Task to complete
Each entry below must appear in the output exactly as written.

Data for processing
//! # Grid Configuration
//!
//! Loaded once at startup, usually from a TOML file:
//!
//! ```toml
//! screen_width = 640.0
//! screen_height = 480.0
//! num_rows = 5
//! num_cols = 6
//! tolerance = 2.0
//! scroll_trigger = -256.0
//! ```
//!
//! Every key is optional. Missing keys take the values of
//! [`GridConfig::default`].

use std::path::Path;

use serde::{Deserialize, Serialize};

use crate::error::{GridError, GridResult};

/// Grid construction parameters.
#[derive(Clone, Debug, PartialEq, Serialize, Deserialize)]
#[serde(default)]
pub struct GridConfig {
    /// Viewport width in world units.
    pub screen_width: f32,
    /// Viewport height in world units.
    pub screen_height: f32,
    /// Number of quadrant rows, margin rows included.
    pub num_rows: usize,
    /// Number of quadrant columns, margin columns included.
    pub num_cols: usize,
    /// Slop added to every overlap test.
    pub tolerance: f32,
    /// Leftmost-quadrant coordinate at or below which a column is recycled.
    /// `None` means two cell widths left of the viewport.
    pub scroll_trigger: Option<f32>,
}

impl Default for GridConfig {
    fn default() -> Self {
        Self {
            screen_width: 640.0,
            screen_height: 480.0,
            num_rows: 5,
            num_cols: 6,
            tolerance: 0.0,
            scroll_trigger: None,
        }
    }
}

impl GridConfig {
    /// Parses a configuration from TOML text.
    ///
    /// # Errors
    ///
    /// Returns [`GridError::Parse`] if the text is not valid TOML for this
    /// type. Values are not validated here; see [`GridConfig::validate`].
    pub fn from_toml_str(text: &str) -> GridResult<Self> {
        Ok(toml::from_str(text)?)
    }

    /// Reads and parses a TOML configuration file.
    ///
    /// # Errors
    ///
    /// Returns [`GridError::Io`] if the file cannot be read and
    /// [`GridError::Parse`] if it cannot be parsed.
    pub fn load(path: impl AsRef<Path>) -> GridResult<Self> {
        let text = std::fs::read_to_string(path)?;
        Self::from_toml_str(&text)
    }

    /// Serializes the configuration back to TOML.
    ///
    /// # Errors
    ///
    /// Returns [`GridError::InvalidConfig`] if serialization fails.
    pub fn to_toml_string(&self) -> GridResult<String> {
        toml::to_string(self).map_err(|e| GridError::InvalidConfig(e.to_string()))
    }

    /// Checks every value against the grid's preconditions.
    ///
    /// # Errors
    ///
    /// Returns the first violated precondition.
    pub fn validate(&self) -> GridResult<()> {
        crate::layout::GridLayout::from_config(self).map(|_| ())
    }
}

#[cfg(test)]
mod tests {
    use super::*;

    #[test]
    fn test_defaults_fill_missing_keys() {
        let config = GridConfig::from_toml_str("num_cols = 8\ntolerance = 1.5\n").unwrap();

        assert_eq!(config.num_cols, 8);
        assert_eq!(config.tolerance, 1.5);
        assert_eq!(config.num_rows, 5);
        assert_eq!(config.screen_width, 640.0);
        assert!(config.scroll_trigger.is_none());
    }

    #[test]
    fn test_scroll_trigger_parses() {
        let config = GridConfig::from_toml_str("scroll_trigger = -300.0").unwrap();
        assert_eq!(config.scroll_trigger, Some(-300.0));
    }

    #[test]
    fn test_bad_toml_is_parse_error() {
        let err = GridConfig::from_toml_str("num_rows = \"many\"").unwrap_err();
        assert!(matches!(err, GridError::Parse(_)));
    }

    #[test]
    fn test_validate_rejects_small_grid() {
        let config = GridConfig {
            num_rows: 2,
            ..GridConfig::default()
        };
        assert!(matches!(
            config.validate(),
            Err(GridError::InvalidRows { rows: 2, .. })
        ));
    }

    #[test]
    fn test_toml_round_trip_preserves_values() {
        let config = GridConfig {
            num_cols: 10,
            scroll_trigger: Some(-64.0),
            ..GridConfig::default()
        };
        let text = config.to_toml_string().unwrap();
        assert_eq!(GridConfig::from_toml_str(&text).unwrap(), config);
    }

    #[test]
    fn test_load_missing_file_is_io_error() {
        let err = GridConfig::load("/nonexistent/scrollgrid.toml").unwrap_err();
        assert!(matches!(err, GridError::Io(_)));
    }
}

Answer for this exercise
//! # Grid Configuration
//!
//! Loaded once at startup, usually from a TOML file:
//!
//! ```toml
//! screen_width = 640.0
//! screen_height = 480.0
//! num_rows = 5
//! num_cols = 6
//! tolerance = 2.0
//! scroll_trigger = -256.0
//! ```
//!
//! Every key is optional. Missing keys take the values of
//! [`GridConfig::default`].

use std::path::Path;

use serde::{Deserialize, Serialize};

use crate::error::{GridError, GridResult};

/// Grid construction parameters.
#[derive(Clone, Debug, PartialEq, Serialize, Deserialize)]
#[serde(default)]
pub struct GridConfig {
    /// Viewport width in world units.
    pub screen_width: f32,
    /// Viewport height in world units.
    pub screen_height: f32,
    /// Number of quadrant rows, margin rows included.
    pub num_rows: usize,
    /// Number of quadrant columns, margin columns included.
    pub num_cols: usize,
    /// Slop added to every overlap test.
    pub tolerance: f32,
    /// Leftmost-quadrant coordinate at or below which a column is recycled.
    /// `None` means two cell widths left of the viewport.
    pub scroll_trigger: Option<f32>,
}

impl Default for GridConfig {
    fn default() -> Self {
        Self {
            screen_width: 640.0,
            screen_height: 480.0,
            num_rows: 5,
            num_cols: 6,
            tolerance: 0.0,
            scroll_trigger: None,
        }
    }
}

impl GridConfig {
    /// Parses a configuration from TOML text.
    ///
    /// # Errors
    ///
    /// Returns [`GridError::Parse`] if the text is not valid TOML for this
    /// type. Values are not validated here; see [`GridConfig::validate`].
    pub fn from_toml_str(text: &str) -> GridResult<Self> {
        Ok(toml::from_str(text)?)
    }

    /// Reads and parses a TOML configuration file.
    ///
    /// # Errors
    ///
    /// Returns [`GridError::Io`] if the file cannot be read and
    /// [`GridError::Parse`] if it cannot be parsed.
    pub fn load(path: impl AsRef<Path>) -> GridResult<Self> {
        let text = std::fs::read_to_string(path)?;
        Self::from_toml_str(&text)
    }

    /// Serializes the configuration back to TOML.
    ///
    /// # Errors
    ///
    /// Returns [`GridError::InvalidConfig`] if serialization fails.
    pub fn to_toml_string(&self) -> GridResult<String> {
        toml::to_string(self).map_err(|e| GridError::InvalidConfig(e.to_string()))
    }

    /// Checks every value against the grid's preconditions.
    ///
    /// # Errors
    ///
    /// Returns the first violated precondition.
    pub fn validate(&self) -> GridResult<()> {
        crate::layout::GridLayout::from_config(self).map(|_| ())
    }
}

#[cfg(test)]
mod tests {
    use super::*;

    #[test]
    fn test_defaults_fill_missing_keys() {
        let config = GridConfig::from_toml_str("num_cols = 8\ntolerance = 1.5\n").unwrap();

        assert_eq!(config.num_cols, 8);
        assert_eq!(config.tolerance, 1.5);
        assert_eq!(config.num_rows, 5);
        assert_eq!(config.screen_width, 640.0);
        assert!(config.scroll_trigger.is_none());
    }

    #[test]
    fn test_scroll_trigger_parses() {
        let config = GridConfig::from_toml_str("scroll_trigger = -300.0").unwrap();
        assert_eq!(config.scroll_trigger, Some(-300.0));
    }

    #[test]
    fn test_bad_toml_is_parse_error() {
        let err = GridConfig::from_toml_str("num_rows = \"many\"").unwrap_err();
        assert!(matches!(err, GridError::Parse(_)));
    }

    #[test]
    fn test_validate_rejects_small_grid() {
        let config = GridConfig {
            num_rows: 2,
            ..GridConfig::default()
        };
        assert!(matches!(
            config.validate(),
            Err(GridError::InvalidRows { rows: 2, .. })
        ));
    }

    #[test]
    fn test_toml_round_trip_preserves_values() {
        let config = GridConfig {
            num_cols: 10,
            scroll_trigger: Some(-64.0),
            ..GridConfig::default()
        };
        let text = config.to_toml_string().unwrap();
        assert_eq!(GridConfig::from_toml_str(&text).unwrap(), config);
    }

    #[test]
    fn test_load_missing_file_is_io_error() {
        let err = GridConfig::load("/nonexistent/scrollgrid.toml").unwrap_err();
        assert!(matches!(err, GridError::Io(_)));
    }
}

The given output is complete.